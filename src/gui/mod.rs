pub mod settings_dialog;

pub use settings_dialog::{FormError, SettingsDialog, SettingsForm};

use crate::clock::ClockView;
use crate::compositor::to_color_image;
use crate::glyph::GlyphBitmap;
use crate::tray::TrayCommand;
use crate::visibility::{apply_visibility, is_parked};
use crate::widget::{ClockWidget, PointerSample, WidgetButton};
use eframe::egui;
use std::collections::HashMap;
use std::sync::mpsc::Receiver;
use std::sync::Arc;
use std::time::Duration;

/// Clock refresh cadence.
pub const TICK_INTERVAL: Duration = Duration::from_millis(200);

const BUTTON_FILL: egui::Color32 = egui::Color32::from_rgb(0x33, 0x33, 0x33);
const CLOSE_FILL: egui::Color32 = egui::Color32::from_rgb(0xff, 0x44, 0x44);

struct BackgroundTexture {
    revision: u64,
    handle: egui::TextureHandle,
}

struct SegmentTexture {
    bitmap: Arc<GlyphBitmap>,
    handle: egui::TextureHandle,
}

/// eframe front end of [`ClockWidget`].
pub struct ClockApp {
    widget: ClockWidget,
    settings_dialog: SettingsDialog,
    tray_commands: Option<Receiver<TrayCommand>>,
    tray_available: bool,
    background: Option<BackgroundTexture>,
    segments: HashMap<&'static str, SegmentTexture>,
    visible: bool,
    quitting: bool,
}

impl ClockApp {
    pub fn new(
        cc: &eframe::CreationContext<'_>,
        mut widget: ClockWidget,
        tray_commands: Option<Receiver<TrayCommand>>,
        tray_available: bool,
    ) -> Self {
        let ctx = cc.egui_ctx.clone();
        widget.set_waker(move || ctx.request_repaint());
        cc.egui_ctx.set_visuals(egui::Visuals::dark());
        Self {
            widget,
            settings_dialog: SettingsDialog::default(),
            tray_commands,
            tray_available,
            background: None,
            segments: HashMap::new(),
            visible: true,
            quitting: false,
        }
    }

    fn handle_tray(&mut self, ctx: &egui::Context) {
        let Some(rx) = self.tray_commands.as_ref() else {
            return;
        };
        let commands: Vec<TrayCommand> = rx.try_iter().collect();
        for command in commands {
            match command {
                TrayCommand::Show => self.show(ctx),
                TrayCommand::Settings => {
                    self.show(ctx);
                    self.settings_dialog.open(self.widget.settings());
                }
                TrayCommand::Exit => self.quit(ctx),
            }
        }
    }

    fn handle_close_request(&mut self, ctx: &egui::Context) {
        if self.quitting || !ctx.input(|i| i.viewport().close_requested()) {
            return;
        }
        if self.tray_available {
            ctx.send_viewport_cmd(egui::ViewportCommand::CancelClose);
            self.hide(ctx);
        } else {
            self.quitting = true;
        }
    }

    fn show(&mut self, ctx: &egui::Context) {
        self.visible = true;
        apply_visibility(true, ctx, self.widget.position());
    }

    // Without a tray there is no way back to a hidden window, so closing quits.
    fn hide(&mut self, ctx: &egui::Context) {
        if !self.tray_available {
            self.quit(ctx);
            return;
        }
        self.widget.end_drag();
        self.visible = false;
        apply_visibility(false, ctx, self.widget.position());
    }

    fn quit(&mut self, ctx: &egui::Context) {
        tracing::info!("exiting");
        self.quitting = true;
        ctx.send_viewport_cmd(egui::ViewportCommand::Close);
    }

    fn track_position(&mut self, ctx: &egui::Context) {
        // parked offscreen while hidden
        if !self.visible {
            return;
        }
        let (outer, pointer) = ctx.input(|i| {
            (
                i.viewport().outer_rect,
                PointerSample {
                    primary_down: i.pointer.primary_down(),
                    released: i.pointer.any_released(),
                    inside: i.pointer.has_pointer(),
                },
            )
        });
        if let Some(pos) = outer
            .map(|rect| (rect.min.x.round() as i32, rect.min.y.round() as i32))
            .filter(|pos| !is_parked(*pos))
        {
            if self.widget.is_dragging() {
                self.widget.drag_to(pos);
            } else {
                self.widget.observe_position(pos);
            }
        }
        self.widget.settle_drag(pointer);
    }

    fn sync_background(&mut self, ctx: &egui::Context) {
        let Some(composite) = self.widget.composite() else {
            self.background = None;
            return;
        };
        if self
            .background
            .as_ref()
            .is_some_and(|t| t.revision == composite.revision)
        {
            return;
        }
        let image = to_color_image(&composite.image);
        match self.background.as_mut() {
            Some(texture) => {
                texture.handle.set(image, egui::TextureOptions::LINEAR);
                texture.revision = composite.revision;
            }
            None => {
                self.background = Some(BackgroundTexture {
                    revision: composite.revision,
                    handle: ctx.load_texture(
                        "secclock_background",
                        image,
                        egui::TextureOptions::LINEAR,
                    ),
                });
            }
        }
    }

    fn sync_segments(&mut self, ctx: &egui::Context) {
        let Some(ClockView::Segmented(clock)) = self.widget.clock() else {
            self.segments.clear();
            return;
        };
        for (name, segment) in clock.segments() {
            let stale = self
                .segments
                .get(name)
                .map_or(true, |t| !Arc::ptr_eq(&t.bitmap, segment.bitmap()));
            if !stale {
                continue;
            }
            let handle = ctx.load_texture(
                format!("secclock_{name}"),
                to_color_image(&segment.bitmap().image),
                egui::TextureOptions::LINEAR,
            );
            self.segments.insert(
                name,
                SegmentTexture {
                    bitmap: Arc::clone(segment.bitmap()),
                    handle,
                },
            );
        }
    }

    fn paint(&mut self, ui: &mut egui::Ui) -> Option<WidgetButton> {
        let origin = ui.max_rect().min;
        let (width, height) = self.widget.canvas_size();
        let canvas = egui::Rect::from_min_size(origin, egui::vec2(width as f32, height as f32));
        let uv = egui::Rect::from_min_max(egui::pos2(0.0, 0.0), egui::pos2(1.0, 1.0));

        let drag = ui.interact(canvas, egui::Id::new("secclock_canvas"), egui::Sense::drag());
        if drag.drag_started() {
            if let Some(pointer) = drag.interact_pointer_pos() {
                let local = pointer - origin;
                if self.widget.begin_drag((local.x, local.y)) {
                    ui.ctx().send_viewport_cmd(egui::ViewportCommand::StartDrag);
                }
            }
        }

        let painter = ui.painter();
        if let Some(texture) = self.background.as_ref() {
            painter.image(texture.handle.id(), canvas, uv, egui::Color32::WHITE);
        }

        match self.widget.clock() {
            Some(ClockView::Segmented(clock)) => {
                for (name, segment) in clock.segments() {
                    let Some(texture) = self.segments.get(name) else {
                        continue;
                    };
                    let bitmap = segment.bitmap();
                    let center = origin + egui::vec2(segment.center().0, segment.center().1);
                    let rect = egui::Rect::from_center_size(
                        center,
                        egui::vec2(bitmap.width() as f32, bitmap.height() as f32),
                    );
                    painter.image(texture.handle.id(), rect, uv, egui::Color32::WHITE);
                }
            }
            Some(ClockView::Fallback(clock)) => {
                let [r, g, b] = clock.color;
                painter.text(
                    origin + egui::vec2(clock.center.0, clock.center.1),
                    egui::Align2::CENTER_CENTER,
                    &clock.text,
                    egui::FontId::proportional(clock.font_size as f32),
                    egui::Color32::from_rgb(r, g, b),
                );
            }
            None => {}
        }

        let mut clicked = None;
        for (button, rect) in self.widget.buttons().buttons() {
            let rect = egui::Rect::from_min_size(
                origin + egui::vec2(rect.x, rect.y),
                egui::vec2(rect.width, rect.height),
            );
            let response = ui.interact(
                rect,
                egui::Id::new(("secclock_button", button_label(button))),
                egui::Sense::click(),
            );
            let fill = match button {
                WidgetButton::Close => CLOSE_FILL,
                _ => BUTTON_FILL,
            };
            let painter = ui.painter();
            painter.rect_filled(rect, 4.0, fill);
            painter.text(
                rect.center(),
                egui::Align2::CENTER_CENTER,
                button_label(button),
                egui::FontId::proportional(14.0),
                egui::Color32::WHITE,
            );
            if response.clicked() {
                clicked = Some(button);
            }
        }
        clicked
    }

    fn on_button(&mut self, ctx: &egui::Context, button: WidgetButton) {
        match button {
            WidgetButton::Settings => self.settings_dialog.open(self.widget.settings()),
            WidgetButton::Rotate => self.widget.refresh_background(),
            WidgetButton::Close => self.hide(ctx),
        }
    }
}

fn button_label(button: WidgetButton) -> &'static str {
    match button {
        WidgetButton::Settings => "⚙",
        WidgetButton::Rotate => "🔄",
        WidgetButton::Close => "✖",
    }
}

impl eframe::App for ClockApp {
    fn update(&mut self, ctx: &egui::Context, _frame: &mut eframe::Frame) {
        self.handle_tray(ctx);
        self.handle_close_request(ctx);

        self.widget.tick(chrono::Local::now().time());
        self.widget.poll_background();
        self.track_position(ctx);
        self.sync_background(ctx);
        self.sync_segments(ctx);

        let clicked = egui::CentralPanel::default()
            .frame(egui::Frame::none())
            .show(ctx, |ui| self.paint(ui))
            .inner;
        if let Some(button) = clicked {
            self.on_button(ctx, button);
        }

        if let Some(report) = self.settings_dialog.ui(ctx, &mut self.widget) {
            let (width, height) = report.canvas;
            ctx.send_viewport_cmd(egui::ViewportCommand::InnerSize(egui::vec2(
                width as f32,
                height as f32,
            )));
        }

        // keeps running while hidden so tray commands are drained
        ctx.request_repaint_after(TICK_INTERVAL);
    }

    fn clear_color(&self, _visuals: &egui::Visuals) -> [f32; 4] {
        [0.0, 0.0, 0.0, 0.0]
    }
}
☆ ☆ ☆ ☆ ☆
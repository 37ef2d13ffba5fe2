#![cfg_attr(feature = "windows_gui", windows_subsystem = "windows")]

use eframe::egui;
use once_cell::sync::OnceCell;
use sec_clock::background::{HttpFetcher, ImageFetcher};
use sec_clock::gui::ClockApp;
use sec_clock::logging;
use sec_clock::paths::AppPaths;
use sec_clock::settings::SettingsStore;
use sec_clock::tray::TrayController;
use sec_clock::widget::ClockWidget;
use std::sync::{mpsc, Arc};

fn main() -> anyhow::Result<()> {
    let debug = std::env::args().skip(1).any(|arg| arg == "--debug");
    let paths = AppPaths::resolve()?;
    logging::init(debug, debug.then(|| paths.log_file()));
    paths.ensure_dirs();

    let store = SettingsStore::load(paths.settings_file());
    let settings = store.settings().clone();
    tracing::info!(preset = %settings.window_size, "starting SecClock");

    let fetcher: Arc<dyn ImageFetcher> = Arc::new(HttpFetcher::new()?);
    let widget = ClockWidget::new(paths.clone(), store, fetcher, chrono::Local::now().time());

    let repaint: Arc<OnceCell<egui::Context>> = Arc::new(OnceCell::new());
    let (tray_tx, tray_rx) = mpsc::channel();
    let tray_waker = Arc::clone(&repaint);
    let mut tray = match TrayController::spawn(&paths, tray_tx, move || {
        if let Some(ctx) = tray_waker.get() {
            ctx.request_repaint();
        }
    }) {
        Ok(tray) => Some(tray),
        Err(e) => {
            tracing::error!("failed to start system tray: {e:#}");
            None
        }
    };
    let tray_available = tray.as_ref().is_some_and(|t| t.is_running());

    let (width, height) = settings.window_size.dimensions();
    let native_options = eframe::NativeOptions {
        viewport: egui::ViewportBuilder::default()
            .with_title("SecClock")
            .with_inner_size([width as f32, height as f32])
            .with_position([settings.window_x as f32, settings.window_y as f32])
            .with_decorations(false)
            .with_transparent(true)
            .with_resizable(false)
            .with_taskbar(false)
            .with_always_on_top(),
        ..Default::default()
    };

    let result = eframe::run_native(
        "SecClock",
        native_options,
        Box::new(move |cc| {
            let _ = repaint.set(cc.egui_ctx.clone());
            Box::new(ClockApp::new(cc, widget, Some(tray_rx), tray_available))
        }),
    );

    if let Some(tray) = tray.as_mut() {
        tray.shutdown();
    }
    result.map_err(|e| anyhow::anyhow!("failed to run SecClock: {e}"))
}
☆ ☆ ☆ ☆ ☆
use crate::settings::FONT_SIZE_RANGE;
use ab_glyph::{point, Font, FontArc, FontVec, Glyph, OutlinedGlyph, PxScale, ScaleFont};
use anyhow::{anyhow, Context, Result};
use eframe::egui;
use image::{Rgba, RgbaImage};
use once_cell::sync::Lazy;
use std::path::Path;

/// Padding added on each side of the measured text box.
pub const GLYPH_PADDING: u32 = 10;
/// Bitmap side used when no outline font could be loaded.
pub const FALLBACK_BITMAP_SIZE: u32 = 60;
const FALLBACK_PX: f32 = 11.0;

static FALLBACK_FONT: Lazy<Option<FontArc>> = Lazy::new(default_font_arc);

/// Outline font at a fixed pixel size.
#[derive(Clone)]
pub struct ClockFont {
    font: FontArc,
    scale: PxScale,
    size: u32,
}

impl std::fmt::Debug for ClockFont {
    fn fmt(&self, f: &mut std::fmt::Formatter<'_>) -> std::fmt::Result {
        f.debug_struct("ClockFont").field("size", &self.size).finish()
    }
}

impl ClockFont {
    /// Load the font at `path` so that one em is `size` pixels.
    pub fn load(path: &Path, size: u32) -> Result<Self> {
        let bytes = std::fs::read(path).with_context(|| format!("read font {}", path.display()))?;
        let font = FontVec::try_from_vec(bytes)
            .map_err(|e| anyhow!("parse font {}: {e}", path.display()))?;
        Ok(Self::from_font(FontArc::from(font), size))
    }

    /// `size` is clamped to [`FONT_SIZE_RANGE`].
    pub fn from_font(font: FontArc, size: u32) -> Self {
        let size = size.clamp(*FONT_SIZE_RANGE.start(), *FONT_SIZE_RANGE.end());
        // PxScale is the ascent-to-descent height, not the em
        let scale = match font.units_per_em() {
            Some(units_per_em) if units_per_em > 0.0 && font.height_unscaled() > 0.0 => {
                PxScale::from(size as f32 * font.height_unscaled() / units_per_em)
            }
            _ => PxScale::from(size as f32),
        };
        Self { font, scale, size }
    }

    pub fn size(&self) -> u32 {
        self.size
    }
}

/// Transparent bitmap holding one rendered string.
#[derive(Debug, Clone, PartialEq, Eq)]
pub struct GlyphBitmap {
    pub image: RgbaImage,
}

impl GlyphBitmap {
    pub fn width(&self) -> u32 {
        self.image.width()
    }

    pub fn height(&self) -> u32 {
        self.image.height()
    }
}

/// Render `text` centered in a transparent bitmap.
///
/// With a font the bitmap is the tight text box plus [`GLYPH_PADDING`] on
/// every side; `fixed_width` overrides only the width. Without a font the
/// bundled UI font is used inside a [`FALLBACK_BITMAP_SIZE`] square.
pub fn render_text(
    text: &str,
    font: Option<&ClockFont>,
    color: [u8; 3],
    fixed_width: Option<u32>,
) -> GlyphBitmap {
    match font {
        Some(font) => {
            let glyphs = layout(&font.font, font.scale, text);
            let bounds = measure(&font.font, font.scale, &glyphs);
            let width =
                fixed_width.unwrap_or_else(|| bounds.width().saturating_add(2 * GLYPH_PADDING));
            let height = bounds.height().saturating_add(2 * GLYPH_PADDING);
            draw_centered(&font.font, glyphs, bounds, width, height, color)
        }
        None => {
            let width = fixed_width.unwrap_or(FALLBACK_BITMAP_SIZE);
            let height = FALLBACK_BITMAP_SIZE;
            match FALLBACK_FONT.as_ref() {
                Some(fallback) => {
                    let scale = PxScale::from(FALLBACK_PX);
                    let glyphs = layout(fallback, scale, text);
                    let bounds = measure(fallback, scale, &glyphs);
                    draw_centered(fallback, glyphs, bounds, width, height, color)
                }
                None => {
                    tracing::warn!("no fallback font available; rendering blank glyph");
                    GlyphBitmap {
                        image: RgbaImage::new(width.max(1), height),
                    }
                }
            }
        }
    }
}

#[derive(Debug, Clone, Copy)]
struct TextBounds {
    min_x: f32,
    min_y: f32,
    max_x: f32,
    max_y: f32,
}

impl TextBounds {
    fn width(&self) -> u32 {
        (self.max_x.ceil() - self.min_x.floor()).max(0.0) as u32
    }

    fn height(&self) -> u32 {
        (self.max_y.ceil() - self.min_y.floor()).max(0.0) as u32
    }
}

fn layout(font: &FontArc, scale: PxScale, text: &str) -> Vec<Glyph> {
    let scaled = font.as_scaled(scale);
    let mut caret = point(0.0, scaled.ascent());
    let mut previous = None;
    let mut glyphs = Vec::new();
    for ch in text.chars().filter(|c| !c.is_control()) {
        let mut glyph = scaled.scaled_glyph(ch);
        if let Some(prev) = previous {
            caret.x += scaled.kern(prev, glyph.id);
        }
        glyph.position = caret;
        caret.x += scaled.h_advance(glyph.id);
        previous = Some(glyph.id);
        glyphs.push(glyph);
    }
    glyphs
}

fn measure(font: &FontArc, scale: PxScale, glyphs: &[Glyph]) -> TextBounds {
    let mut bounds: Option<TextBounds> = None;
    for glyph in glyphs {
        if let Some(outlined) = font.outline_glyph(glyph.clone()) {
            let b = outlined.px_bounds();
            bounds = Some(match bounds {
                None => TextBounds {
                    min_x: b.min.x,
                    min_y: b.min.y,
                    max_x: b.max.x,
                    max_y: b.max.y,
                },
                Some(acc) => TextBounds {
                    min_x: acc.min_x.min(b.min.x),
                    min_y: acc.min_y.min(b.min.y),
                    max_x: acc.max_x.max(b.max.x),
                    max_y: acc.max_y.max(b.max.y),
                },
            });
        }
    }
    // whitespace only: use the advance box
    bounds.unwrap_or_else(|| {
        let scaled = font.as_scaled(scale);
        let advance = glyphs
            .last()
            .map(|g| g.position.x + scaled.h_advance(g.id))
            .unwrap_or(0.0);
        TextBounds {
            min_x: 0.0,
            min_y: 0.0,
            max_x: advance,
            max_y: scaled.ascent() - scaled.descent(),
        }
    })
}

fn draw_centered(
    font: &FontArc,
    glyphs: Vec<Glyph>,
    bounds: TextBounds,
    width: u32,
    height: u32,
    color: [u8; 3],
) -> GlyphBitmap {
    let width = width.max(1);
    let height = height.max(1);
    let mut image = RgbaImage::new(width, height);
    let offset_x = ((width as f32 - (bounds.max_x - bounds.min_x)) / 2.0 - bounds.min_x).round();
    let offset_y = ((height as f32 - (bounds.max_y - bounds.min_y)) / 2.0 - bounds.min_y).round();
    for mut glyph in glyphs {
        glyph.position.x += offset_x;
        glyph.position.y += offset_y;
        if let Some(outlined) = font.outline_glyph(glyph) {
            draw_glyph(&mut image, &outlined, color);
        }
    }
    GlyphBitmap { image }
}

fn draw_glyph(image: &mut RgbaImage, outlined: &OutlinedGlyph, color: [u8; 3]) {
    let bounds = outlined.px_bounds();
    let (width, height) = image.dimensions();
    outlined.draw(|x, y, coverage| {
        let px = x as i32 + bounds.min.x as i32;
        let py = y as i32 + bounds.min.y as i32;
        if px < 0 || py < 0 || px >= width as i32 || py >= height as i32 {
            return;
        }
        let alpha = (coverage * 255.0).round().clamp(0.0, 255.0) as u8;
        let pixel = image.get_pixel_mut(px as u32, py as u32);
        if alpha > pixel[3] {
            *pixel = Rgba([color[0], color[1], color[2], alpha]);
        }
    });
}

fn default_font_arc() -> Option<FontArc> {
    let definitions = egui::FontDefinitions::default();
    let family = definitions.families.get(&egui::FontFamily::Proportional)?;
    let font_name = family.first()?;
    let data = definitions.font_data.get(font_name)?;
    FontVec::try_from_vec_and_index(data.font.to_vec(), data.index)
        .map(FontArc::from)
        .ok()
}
☆ ☆ ☆ ☆ ☆
Could you show every line of the material that includes the string "clicked"?

▶ _RESPONSE_:
        let mut clicked = None;
            if response.clicked() {
                clicked = Some(button);
        clicked
        let clicked = egui::CentralPanel::default()
        if let Some(button) = clicked {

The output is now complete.